Tous les deux mois, Martin Vollmer se rend sur la Jungfraujoch, à 3500 m  d’altitude, pour y mener ses recherches. | Image: Judith Hochstrasser

Martin Vollmer travaille depuis dix ans à la station de la Jungfraujoch. Il est spécialisé dans l’identification des gaz traces qui nuisent à la couche d’ozone et des gaz à fort effet de serre. Ce spécialiste de l’atmosphère fait partie du groupe de recherche Climate Gases du laboratoire fédéral de recherche Empa. Après un doctorat en océanographie à l’Université de Californie à San Diego, il a mené des recherches à l’Institut Max-Planck de Mayence et au Climate Science Centre de Melbourne en Australie.

Je les divise en quatre groupes. Les deux premières générations sont bien connues: ce sont les CFC et les HCFC à l’origine du trou dans la couche d’ozone. Ils ont été remplacés par une troisième classe, les hydrocarbures halogénés. Ceux-ci n’affectent pas la couche d’ozone mais agissent comme gaz à effet de serre très puissants qui contribuent au réchauffement de la planète. A leur tour, ils ont été remplacés par les HFO, soit la quatrième génération. Ces composés n’ont pratiquement aucune influence sur le climat, mais ils peuvent produire des molécules toxiques lorsqu’ils se décomposent.

L’une d’elles est l’acide trifluoroacétique, qui en forte concentration est nocif pour les microorganismes. Capté dans l’air par la pluie, il finit dans les rivières et les lacs. Il provient notamment de composés utilisés pour la climatisation des véhicules. Il ne représente pas encore un problème, mais la production de HFO devrait prochainement atteindre des quantités gigantesques parce que les substances utilisées auparavant ont été réglementées.

Mener des recherches à cette altitude est vraiment quelque chose de particulier. Nous ressentons parfois le manque d’oxygène. Par exemple, nous remarquons que quelque chose ne joue pas dans nos calculs; nous cherchons l’erreur, mais sans réussir à la trouver. Ce n’est qu’une fois revenus en plaine que la solution nous apparaît. Nous téléphonons aussi parfois à un collègue dont le cerveau est mieux oxygéné pour profiter de ses conseils!

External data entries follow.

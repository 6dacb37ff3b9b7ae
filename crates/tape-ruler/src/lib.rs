//! Horizontal tape-measure value picker.
//!
//! The user drags or flings a ruler under a fixed center indicator to pick an
//! integer amount in `0..=max_value`, quantized to `value_unit`. Rendering,
//! layout and event delivery belong to the host; this crate turns pointer
//! input and frame callbacks into a value, redraw requests and change
//! notifications.
//!
//! ```
//! use std::rc::Rc;
//! use tape_ruler::{RulerConfig, TapeRuler};
//! use tape_ruler_foundation::{ManualFrameClock, ViewConfiguration};
//!
//! let clock = ManualFrameClock::new();
//! let config = RulerConfig::default().with_range(150, 50).with_unit_gap_dp(20.0);
//! let mut ruler = TapeRuler::new(config, ViewConfiguration::default(), Rc::new(clock.clone()))?;
//! ruler.on_size_changed(400, 60);
//!
//! ruler.pointer_down(200, 30);
//! ruler.pointer_move(160, 30)?;
//! ruler.pointer_up(160, 30, 0.0)?;
//! assert_eq!(ruler.value(), 52);
//! # Ok::<(), tape_ruler::RulerError>(())
//! ```

pub mod animator;
pub mod config;
pub mod error;
pub mod gesture;
pub mod mapper;
pub mod ruler;
pub mod state;
pub mod ticks;

pub use animator::{AnimatorStep, FlingAnimator};
pub use config::RulerConfig;
pub use error::{Result, RulerError};
pub use gesture::{GestureAction, GestureInterpreter, GesturePhase, GestureSession};
pub use mapper::Snapped;
pub use ruler::{TapeRuler, ValueChangedListener};
pub use state::{RulerState, ViewportGeometry};
pub use ticks::{RulerCanvas, TickKind, TickLayout, TickMark};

Les entrées d’air des appareils de mesure des gaz atmosphériques se couvrent souvent de verglas. | Image: Pierre Beuret, OFSP

Du gaz dans les archives

Notre groupe a heureusement prévu très tôt l’essor des HFO, au moment où l’industrie n’en était encore qu’à l’étape des tests. Pour les détecter, nous avons réglé notre appareil, qui associe chromatographie en phase gazeuse et spectrométrie de masse. J’ai mis en place dès 2011 un calendrier de mesures. Au début, je n’ai pas découvert de HFO dans les 4000 échantillons examinés. L’année suivante, deux ou trois peut-être. Ensuite, les chiffres n’ont cessé d’augmenter. Aujourd’hui, nous identifions ces composés dans 70% des échantillons. L’évolution correspond donc à ce que nous avions imaginé: les HFO ont depuis conquis le marché.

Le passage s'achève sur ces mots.